4. BEWUSSTER BETRUG JOHANNES PAULS II.?
5. Avantgarde eines neuen Faschismus
6. DIE HEILIGEN DREI KÖNIGE BESUCHEN DAS JESUSKIND
7. WIR KÖNNEN HELFEN, WIR KÖNNEN HELFEN...
8. Gedanken über Formen heidnischer Antizipationen der Jungfrauengeburt
9. Ein prachtvoller Raufbold des Herrn
10. DAS BLAUE KREUZ
11. PSALM VON DER GÖTTLICHEN GLÜCKSELIGKElT
12. Buchbesprechungen
13. DER HEILIGE AMBROSIUS
14. NACHRICHTEN, NACHRICHTEN, NACHRICHTEN
15. Mitteilungen der Redaktion
16. BUCHEMPFEHLUNGEN
DER HEILIGE AMBROSIUS
 
DER HEILIGE AMBROSIUS

von
Eugen Golla


Als Ambrosius etwa um 333 oder 340 in Trier geboren wurde, war erst ein Vierteljahrhundert vergangen, seit die Kirche die Katakomben verlassen und die erste Stufe in ihrer weiteren Entwicklung zur Reichskirche erreicht hatte, womit die Freiheit der Religionsausübung und die Gleichstellung mit den übrigen Religionen verbunden waren.

Sein Vater, als Präfekt höchster römischer Verwaltungsbeamter der Provinz Gallien - sie umfaßte außer dem heutigen Westdeutschland große Teile Westeuropas -, starb bereits im Jahre 354, worauf seine Mutter in ihre Heimatstadt Rom zurückkehrte. Als echter Römer widmete sich Ambrosius dem Studium der Rhetorik und der Rechtswissenschaften, um die Laufbahn eines Staatsmannes anzustreben. Aber wie bei der damaligen Oberschicht üblich, lernte Ambrosius auch die griechische Sprache und das so gut, daß er imstande war, sämtliche griechischen Klassiker zu studieren.

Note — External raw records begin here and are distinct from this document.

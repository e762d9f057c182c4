pub mod access;
pub mod auth;
pub mod categories;
pub mod channels;
pub mod comments;
pub mod error;
pub mod extract;
pub mod images;
pub mod likes;
pub mod loaders;
pub mod mailer;
pub mod messages;
pub mod middleware;
pub mod posts;
pub mod state;
pub mod subscriptions;
pub mod users;
pub mod views;

pub use error::{ApiError, ApiResult};
pub use state::{AppState, AppStateInner};

use axum::{
    Router,
    extract::DefaultBodyLimit,
    middleware as axum_middleware,
    routing::{delete, get, post, put},
};
use tower_http::services::ServeDir;

use crate::middleware::require_auth;

/// Every route of the API. Layers such as CORS and tracing are added by the binary.
pub fn router(state: AppState) -> Router {
    let public_routes = Router::new()
        .route("/register", post(auth::register))
        .route("/login", post(auth::login))
        .route("/confirm", post(auth::resend_confirmation))
        .route(
            "/confirm/{key}",
            get(auth::confirm_email).post(auth::confirm_email),
        )
        .route("/change-password", post(auth::forgot_password))
        .route("/change-password/{key}", post(auth::change_password));

    // Path segments shared by several routes carry one parameter name: `{id}`.
    let protected_routes = Router::new()
        .route("/me", get(auth::me))
        .route("/logout", post(auth::logout))
        // Users
        .route("/user", put(users::update_me))
        .route("/user/all", get(users::list_users))
        .route("/user/{id}", get(users::get_user))
        .route(
            "/image",
            post(images::upload_image)
                .layer(DefaultBodyLimit::max(images::MAX_IMAGE_SIZE + 64 * 1024)),
        )
        // Channels
        .route("/channel", post(channels::create_channel))
        .route("/channel/my", get(channels::my_channels))
        .route(
            "/channel/{id}",
            get(channels::get_channel).delete(channels::delete_channel),
        )
        .route("/channel/{id}/members", get(channels::list_members))
        .route("/channel/{id}/leave", post(channels::leave))
        .route("/channel/{id}/addMember/{user_id}", post(channels::add_member))
        .route("/channel/{id}/kickOut/{user_id}", post(channels::kick_out))
        // Messages
        .route("/message", delete(messages::delete_messages))
        .route("/message/all/{id}", get(messages::list_messages))
        .route(
            "/message/{id}",
            post(messages::send_message)
                .put(messages::update_message)
                .delete(messages::delete_message),
        )
        // Posts
        .route("/post", post(posts::create_post))
        .route("/post/all", get(posts::list_posts))
        .route(
            "/post/{id}",
            get(posts::get_post)
                .put(posts::update_post)
                .delete(posts::delete_post),
        )
        // Comments
        .route(
            "/comment/{id}",
            post(comments::create_comment)
                .put(comments::update_comment)
                .delete(comments::delete_comment),
        )
        // Likes
        .route("/like/{id}", post(likes::like_post))
        .route("/unlike/{id}", post(likes::unlike_post))
        // Follow graph
        .route("/subscribe/{id}", post(subscriptions::subscribe))
        .route("/unsubscribe/{id}", post(subscriptions::unsubscribe))
        .route("/followers/{id}", get(subscriptions::followers))
        .route("/followers/{id}/count", get(subscriptions::followers_count))
        .route("/following/{id}", get(subscriptions::following))
        .route("/following/{id}/count", get(subscriptions::following_count))
        // Categories
        .route("/category", post(categories::create_category))
        .route("/category/all", get(categories::list_categories))
        .route_layer(axum_middleware::from_fn_with_state(
            state.clone(),
            require_auth,
        ));

    let uploads = ServeDir::new(&state.uploads_dir);

    Router::new()
        .merge(public_routes)
        .merge(protected_routes)
        .nest_service("/uploads", uploads)
        .with_state(state)
}
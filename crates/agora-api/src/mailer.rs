use std::sync::Mutex;

use tracing::info;

/// A rendered email ready for delivery.
#[derive(Debug, Clone)]
pub struct Mail {
    pub to: String,
    pub subject: String,
    pub html: String,
    /// The actionable link embedded in `html`.
    pub link: String,
}

impl Mail {
    pub fn confirm_email(to: &str, link: String) -> Self {
        Self {
            to: to.to_string(),
            subject: "Confirm Email".into(),
            html: format!(
                "<html lang=\"en\"><body>\
                 <p>Thanks for the registration!</p>\
                 <span>Please confirm your email <a href=\"{link}\">confirm email</a></span>\
                 </body></html>"
            ),
            link,
        }
    }

    pub fn recover_password(to: &str, link: String) -> Self {
        Self {
            to: to.to_string(),
            subject: "Password recovering".into(),
            html: format!(
                "<html lang=\"en\"><body>\
                 <p>Password recovering</p>\
                 <a href=\"{link}\">Recover password</a>\
                 </body></html>"
            ),
            link,
        }
    }
}

/// Outbound mail transport.
pub trait Mailer: Send + Sync {
    fn send(&self, mail: Mail);
}

/// Logs every mail instead of delivering it.
pub struct LogMailer;

impl Mailer for LogMailer {
    fn send(&self, mail: Mail) {
        info!(to = %mail.to, subject = %mail.subject, link = %mail.link, "Outgoing mail");
    }
}

/// Keeps every mail in memory so callers can inspect what was sent.
#[derive(Default)]
pub struct RecordingMailer {
    sent: Mutex<Vec<Mail>>,
}

impl RecordingMailer {
    pub fn sent(&self) -> Vec<Mail> {
        self.sent
            .lock()
            .map(|sent| sent.clone())
            .unwrap_or_default()
    }

    /// Link of the most recent mail addressed to `to`.
    pub fn last_link_for(&self, to: &str) -> Option<String> {
        self.sent()
            .into_iter()
            .rev()
            .find(|m| m.to == to)
            .map(|m| m.link)
    }
}

impl Mailer for RecordingMailer {
    fn send(&self, mail: Mail) {
        if let Ok(mut sent) = self.sent.lock() {
            sent.push(mail);
        }
    }
}
use axum::{
    Extension,
    extract::{Path, State},
    response::IntoResponse,
};

use agora_types::api::MessageBody;

use crate::error::{ApiError, ApiResult};
use crate::extract::Json;
use crate::loaders;
use crate::middleware::Actor;
use crate::state::{AppState, with_db};

/// A second like on the same post is a 409, not a no-op.
pub async fn like_post(
    State(state): State<AppState>,
    Extension(actor): Extension<Actor>,
    Path(post_id): Path<String>,
) -> ApiResult<impl IntoResponse> {
    let post_id = loaders::parse_id(&post_id, "post")?;
    let user_id = actor.id();

    let found = with_db(&state, move |db| {
        if db.get_post(post_id)?.is_none() {
            return Ok(false);
        }
        db.insert_like(post_id, user_id)?;
        Ok(true)
    })
    .await
    .map_err(|e| e.on_conflict(None, "You already liked this post"))?;

    if !found {
        return Err(ApiError::not_found("Post not found"));
    }
    Ok(Json(MessageBody::new("Liked")))
}

pub async fn unlike_post(
    State(state): State<AppState>,
    Extension(actor): Extension<Actor>,
    Path(post_id): Path<String>,
) -> ApiResult<impl IntoResponse> {
    let post_id = loaders::parse_id(&post_id, "post")?;
    let user_id = actor.id();

    let outcome = with_db(&state, move |db| {
        if db.get_post(post_id)?.is_none() {
            return Ok(None);
        }
        Ok(Some(db.delete_like(post_id, user_id)?))
    })
    .await?;

    match outcome {
        None => Err(ApiError::not_found("Post not found")),
        Some(false) => Err(ApiError::conflict("You haven't liked this post")),
        Some(true) => Ok(Json(MessageBody::new("Unliked"))),
    }
}
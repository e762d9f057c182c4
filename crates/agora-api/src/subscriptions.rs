use axum::{
    Extension,
    extract::{Path, State},
    response::IntoResponse,
};
use tracing::info;

use agora_types::api::{CountResponse, MessageBody};
use agora_types::models::ShortUser;
use agora_types::paging::FollowQuery;

use crate::error::{ApiError, ApiResult};
use crate::extract::{Json, Query};
use crate::loaders;
use crate::middleware::Actor;
use crate::state::{AppState, with_db};
use crate::views;

/// `POST /subscribe/{userId}`: the actor starts following the user.
pub async fn subscribe(
    State(state): State<AppState>,
    Extension(actor): Extension<Actor>,
    Path(user_id): Path<String>,
) -> ApiResult<impl IntoResponse> {
    let target = loaders::user(&state, &user_id).await?;
    if target.id == actor.id() {
        return Err(ApiError::bad_request("You can't follow yourself"));
    }

    let (subscriber, target_id) = (actor.id(), target.id);
    with_db(&state, move |db| db.subscribe(subscriber, target_id))
        .await
        .map_err(|e| e.on_conflict(None, "You are already followed to this user"))?;

    info!(subscriber, target_id, "Subscribed");
    Ok(Json(MessageBody::new("Ok")))
}

pub async fn unsubscribe(
    State(state): State<AppState>,
    Extension(actor): Extension<Actor>,
    Path(user_id): Path<String>,
) -> ApiResult<impl IntoResponse> {
    let target = loaders::user(&state, &user_id).await?;
    if target.id == actor.id() {
        return Err(ApiError::bad_request("You can't unfollow yourself"));
    }

    let (subscriber, target_id) = (actor.id(), target.id);
    let removed = with_db(&state, move |db| db.unsubscribe(subscriber, target_id)).await?;
    if !removed {
        return Err(ApiError::conflict("You are not followed to this user"));
    }

    info!(subscriber, target_id, "Unsubscribed");
    Ok(Json(MessageBody::new("Ok")))
}

pub async fn followers(
    State(state): State<AppState>,
    Path(user_id): Path<String>,
    Query(query): Query<FollowQuery>,
) -> ApiResult<impl IntoResponse> {
    let user = loaders::user(&state, &user_id).await?;
    let page = query.page();
    let online = query.online;
    let rows = with_db(&state, move |db| {
        db.followers(user.id, online, page.offset, page.limit)
    })
    .await?;
    let users: Vec<ShortUser> = rows.into_iter().map(views::short_user).collect();
    Ok(Json(users))
}

pub async fn following(
    State(state): State<AppState>,
    Path(user_id): Path<String>,
    Query(query): Query<FollowQuery>,
) -> ApiResult<impl IntoResponse> {
    let user = loaders::user(&state, &user_id).await?;
    let page = query.page();
    let online = query.online;
    let rows = with_db(&state, move |db| {
        db.following(user.id, online, page.offset, page.limit)
    })
    .await?;
    let users: Vec<ShortUser> = rows.into_iter().map(views::short_user).collect();
    Ok(Json(users))
}

pub async fn followers_count(
    State(state): State<AppState>,
    Path(user_id): Path<String>,
) -> ApiResult<impl IntoResponse> {
    let user = loaders::user(&state, &user_id).await?;
    let count = with_db(&state, move |db| db.follower_count(user.id)).await?;
    Ok(Json(CountResponse { count }))
}

pub async fn following_count(
    State(state): State<AppState>,
    Path(user_id): Path<String>,
) -> ApiResult<impl IntoResponse> {
    let user = loaders::user(&state, &user_id).await?;
    let count = with_db(&state, move |db| db.following_count(user.id)).await?;
    Ok(Json(CountResponse { count }))
}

Bereits 370 wurde er Konsular von Aemilia und Liguria, deren Hauptstadt Mailand war und wo zur damaligen Zeit oft die Kaiser residierten. In dieser Stadt hatte er Gelegenheit, den Arianismus, jene Häresie, welche die Gottheit Christi leugnet, kennenzulernen, zumal der zuständige Bischof, Auxentius, der den überwiegend katholischen Mailändern vom Kaiserhof aufgedrängt worden war, selbst Arianer war.

Als Auxentius starb, entbrannte begreiflicherweise ein heftiger Streit darüber, wer neuer Bischof werden solle. Als sich Ambrosius in die Kirche begab, um den tumultartigen Szenen ein Ende zu machen, rief plötzlich das Volk: "Ambrosius soll unser Bischof sein!" Aber er war ja nicht einmal Priester! Vielmehr, er war sogar nach einer damals weit verbreiteten Unsitte trotz christlicher Erziehung nicht einmal getauft, sondern erst Katechumene!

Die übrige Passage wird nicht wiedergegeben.